[DATA]:
=== Begin Enclosure ===
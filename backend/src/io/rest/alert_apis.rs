//! # REST API for Budget Alerts

use axum::{
    extract::{Path, State},
    response::{IntoResponse, Json},
    routing::{get, post},
    Router,
};
use serde::Deserialize;
use shared::MarkAlertsReadResponse;
use tracing::info;

use crate::io::auth::AuthenticatedUser;
use crate::io::rest::mappers::AlertMapper;
use crate::io::rest::{ApiError, ApiQuery};
use crate::AppState;

#[derive(Debug, Default, Deserialize)]
pub struct AlertListQuery {
    pub limit: Option<u32>,
}

/// Create a router for alert related APIs
pub fn router() -> Router<AppState> {
    Router::new()
        .route("/", get(list_alerts))
        .route("/read-all", post(mark_all_alerts_read))
        .route("/:id/read", post(mark_alert_read))
}

pub async fn list_alerts(
    State(state): State<AppState>,
    user: AuthenticatedUser,
    ApiQuery(query): ApiQuery<AlertListQuery>,
) -> Result<impl IntoResponse, ApiError> {
    info!("GET /api/alerts - user: {}, limit: {:?}", user.user_id, query.limit);

    let feed = state.alert_service.list_alerts(&user.user_id, query.limit).await?;
    Ok(Json(AlertMapper::to_list_response(feed)))
}

pub async fn mark_alert_read(
    State(state): State<AppState>,
    user: AuthenticatedUser,
    Path(alert_id): Path<String>,
) -> Result<impl IntoResponse, ApiError> {
    info!("POST /api/alerts/{}/read - user: {}", alert_id, user.user_id);

    let alert = state.alert_service.mark_alert_read(&user.user_id, &alert_id).await?;
    Ok(Json(AlertMapper::to_dto(alert)))
}

pub async fn mark_all_alerts_read(
    State(state): State<AppState>,
    user: AuthenticatedUser,
) -> Result<impl IntoResponse, ApiError> {
    info!("POST /api/alerts/read-all - user: {}", user.user_id);

    let updated_count = state.alert_service.mark_all_read(&user.user_id).await?;
    Ok(Json(MarkAlertsReadResponse { updated_count }))
}
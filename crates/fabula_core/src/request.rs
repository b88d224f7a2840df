//! Request types for chat completions.

use crate::Message;
use fabula_error::BuilderError;
use serde::{Deserialize, Serialize};

/// Call-level decoding constants.
///
/// These come from configuration and are never tuned per invocation.
///
/// # Examples
///
/// ```
/// use fabula_core::DecodingParams;
///
/// let params = DecodingParams::default();
/// assert_eq!(*params.model(), "gpt-4o-mini");
/// assert_eq!(*params.max_tokens(), 2000);
/// ```
#[derive(Debug, Clone, PartialEq, Serialize, Deserialize, derive_getters::Getters)]
pub struct DecodingParams {
    /// Model identifier sent in the request body
    #[serde(default = "default_model")]
    model: String,
    /// Upper bound on generated tokens
    #[serde(default = "default_max_tokens")]
    max_tokens: u32,
    /// Sampling temperature
    #[serde(default = "default_temperature")]
    temperature: f32,
}

fn default_model() -> String {
    "gpt-4o-mini".to_string()
}

fn default_max_tokens() -> u32 {
    2000
}

fn default_temperature() -> f32 {
    0.7
}

impl Default for DecodingParams {
    fn default() -> Self {
        Self {
            model: default_model(),
            max_tokens: default_max_tokens(),
            temperature: default_temperature(),
        }
    }
}

impl DecodingParams {
    /// Create decoding parameters from explicit values.
    pub fn new(model: impl Into<String>, max_tokens: u32, temperature: f32) -> Self {
        Self {
            model: model.into(),
            max_tokens,
            temperature,
        }
    }
}

/// Chat-completions request body.
///
/// Serializes to `{"messages": [...], "model": ..., "max_tokens": ...,
/// "temperature": ...}`.
///
/// # Examples
///
/// ```
/// use fabula_core::{CompletionRequest, DecodingParams, Message};
///
/// let request = CompletionRequest::new(
///     vec![Message::system("persona"), Message::user("prompt")],
///     &DecodingParams::default(),
/// );
///
/// let body = serde_json::to_value(&request).unwrap();
/// assert_eq!(body["messages"][0]["role"], "system");
/// assert_eq!(body["max_tokens"], 2000);
/// ```
#[derive(
    Debug,
    Clone,
    PartialEq,
    Serialize,
    Deserialize,
    derive_getters::Getters,
    derive_builder::Builder,
)]
#[builder(
    setter(into),
    build_fn(error = "BuilderError", validate = "Self::validate")
)]
pub struct CompletionRequest {
    /// The ordered messages to send
    messages: Vec<Message>,
    /// Model identifier
    model: String,
    /// Maximum number of tokens to generate
    max_tokens: u32,
    /// Sampling temperature
    temperature: f32,
}

impl CompletionRequest {
    /// Build a request from messages and the configured decoding constants.
    pub fn new(messages: Vec<Message>, params: &DecodingParams) -> Self {
        Self {
            messages,
            model: params.model.clone(),
            max_tokens: params.max_tokens,
            temperature: params.temperature,
        }
    }

    /// Creates a new request builder.
    pub fn builder() -> CompletionRequestBuilder {
        CompletionRequestBuilder::default()
    }
}

impl CompletionRequestBuilder {
    fn validate(&self) -> Result<(), BuilderError> {
        if self.messages.as_ref().is_some_and(Vec::is_empty) {
            return Err(BuilderError::invalid("messages", "at least one message is required"));
        }
        if self.temperature.is_some_and(|temperature| temperature < 0.0) {
            return Err(BuilderError::invalid("temperature", "must not be negative"));
        }
        Ok(())
    }
}
//! Message types sent to the completion provider.

use crate::Role;
use fabula_error::BuilderError;
use serde::{Deserialize, Serialize};

/// A role-tagged message, sent verbatim to the provider.
///
/// # Examples
///
/// ```
/// use fabula_core::{Message, MessageBuilder, Role};
///
/// let message = MessageBuilder::default()
///     .role(Role::User)
///     .content("Gere as histórias")
///     .build()
///     .unwrap();
///
/// assert_eq!(message, Message::user("Gere as histórias"));
///
/// let missing = MessageBuilder::default().content("sem papel").build();
/// assert!(missing.unwrap_err().to_string().contains("role is required"));
/// ```
#[derive(Debug, Clone, PartialEq, Eq, Hash, Serialize, Deserialize, derive_builder::Builder)]
#[builder(setter(into), build_fn(error = "BuilderError"))]
pub struct Message {
    /// The role of the message sender
    pub role: Role,
    /// The message text
    pub content: String,
}

impl Message {
    /// Create a system message.
    pub fn system(content: impl Into<String>) -> Self {
        Self {
            role: Role::System,
            content: content.into(),
        }
    }

    /// Create a user message.
    pub fn user(content: impl Into<String>) -> Self {
        Self {
            role: Role::User,
            content: content.into(),
        }
    }
}
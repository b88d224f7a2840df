//! Plain-text extraction for `.txt` and `.md` sources.

use async_trait::async_trait;
use fabula_interface::{ExtractionResult, TextExtractor};
use std::path::Path;
use tracing::{debug, instrument};

/// Reads UTF-8 text and Markdown files.
///
/// PDF, DOCX and audio need external extractors.
#[derive(Debug, Clone, Copy, Default)]
pub struct PlainTextExtractor;

impl PlainTextExtractor {
    /// Extensions this extractor accepts, lower-case.
    pub const EXTENSIONS: &'static [&'static str] = &["txt", "md", "markdown"];

    /// Whether `source` has a supported extension.
    pub fn supports(source: &Path) -> bool {
        source
            .extension()
            .and_then(|ext| ext.to_str())
            .is_some_and(|ext| {
                Self::EXTENSIONS
                    .iter()
                    .any(|supported| ext.eq_ignore_ascii_case(supported))
            })
    }
}

#[async_trait]
impl TextExtractor for PlainTextExtractor {
    #[instrument(skip(self), fields(source = %source.display()))]
    async fn extract_text(&self, source: &Path) -> ExtractionResult {
        if !Self::supports(source) {
            return ExtractionResult::failed(format!(
                "Unsupported file type: {}",
                source.display()
            ));
        }

        match tokio::fs::read_to_string(source).await {
            Ok(text) if text.trim().is_empty() => {
                ExtractionResult::failed(format!("No text found in {}", source.display()))
            }
            Ok(text) => {
                debug!(chars = text.len(), "Extracted text");
                ExtractionResult::extracted(text)
            }
            Err(e) => ExtractionResult::failed(format!(
                "Failed to read {}: {}",
                source.display(),
                e
            )),
        }
    }
}
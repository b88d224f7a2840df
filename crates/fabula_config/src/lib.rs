//! Layered configuration for fabula.
//!
//! Configuration is an explicit value built once at startup and handed to
//! constructors by reference. Sources, lowest precedence first:
//! - Bundled defaults (`include_str!` of `fabula.toml`)
//! - `~/.config/fabula/fabula.toml`
//! - `./fabula.toml`
//! - `FABULA__SECTION__KEY` environment variables
//! - `ZELLO_API_KEY`, `ZELLO_BASE_URL`, `OPENAI_API_KEY`, `OPENAI_BASE_URL`

#![forbid(unsafe_code)]
#![warn(missing_docs)]

mod config;

pub use config::{
    FabulaConfig, HttpSettings, PipelineSettings, PromptSettings, ProviderSettings,
    ProvidersConfig,
};
//! Top-level error wrapper types.

use crate::{BuilderError, ConfigError, JsonError, PipelineError, ProviderError};

/// Every error condition a fabula crate can surface.
///
/// # Examples
///
/// ```
/// use fabula_error::{ConfigError, FabulaError};
///
/// let err: FabulaError = ConfigError::invalid("http.max_retries", "must be at least 1").into();
/// assert!(format!("{}", err).contains("Configuration Error"));
/// ```
#[derive(Debug, derive_more::From, derive_more::Display, derive_more::Error)]
pub enum FabulaErrorKind {
    /// Configuration error
    #[from(ConfigError)]
    Config(ConfigError),
    /// Builder error
    #[from(BuilderError)]
    Builder(BuilderError),
    /// JSON serialization/deserialization error
    #[from(JsonError)]
    Json(JsonError),
    /// Completion provider error
    #[from(ProviderError)]
    Provider(ProviderError),
    /// Generation pipeline error
    #[from(PipelineError)]
    Pipeline(PipelineError),
}

/// Fabula error with kind discrimination.
///
/// # Examples
///
/// ```
/// use fabula_error::{FabulaErrorKind, FabulaResult, PipelineError, PipelineErrorKind};
///
/// fn run() -> FabulaResult<()> {
///     Err(PipelineError::new(PipelineErrorKind::InvalidMaxAttempts(0)))?
/// }
///
/// let err = run().unwrap_err();
/// assert!(matches!(err.kind(), FabulaErrorKind::Pipeline(_)));
/// ```
#[derive(Debug, derive_more::Display, derive_more::Error)]
#[display("Fabula Error: {}", _0)]
pub struct FabulaError(Box<FabulaErrorKind>);

impl FabulaError {
    /// Create a new error from a kind.
    pub fn new(kind: FabulaErrorKind) -> Self {
        Self(Box::new(kind))
    }

    /// Get the error kind.
    pub fn kind(&self) -> &FabulaErrorKind {
        &self.0
    }
}

impl<T> From<T> for FabulaError
where
    T: Into<FabulaErrorKind>,
{
    fn from(err: T) -> Self {
        Self::new(err.into())
    }
}

/// Result type for fabula operations.
pub type FabulaResult<T> = std::result::Result<T, FabulaError>;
=== End Enclosure ===
[TASK OBJECTIVE]:
All lines above that contain the word "least" are to be copied.

[RESULT BELOW]:
            return Err(BuilderError::invalid("messages", "at least one message is required"));
/// let err: FabulaError = ConfigError::invalid("http.max_retries", "must be at least 1").into();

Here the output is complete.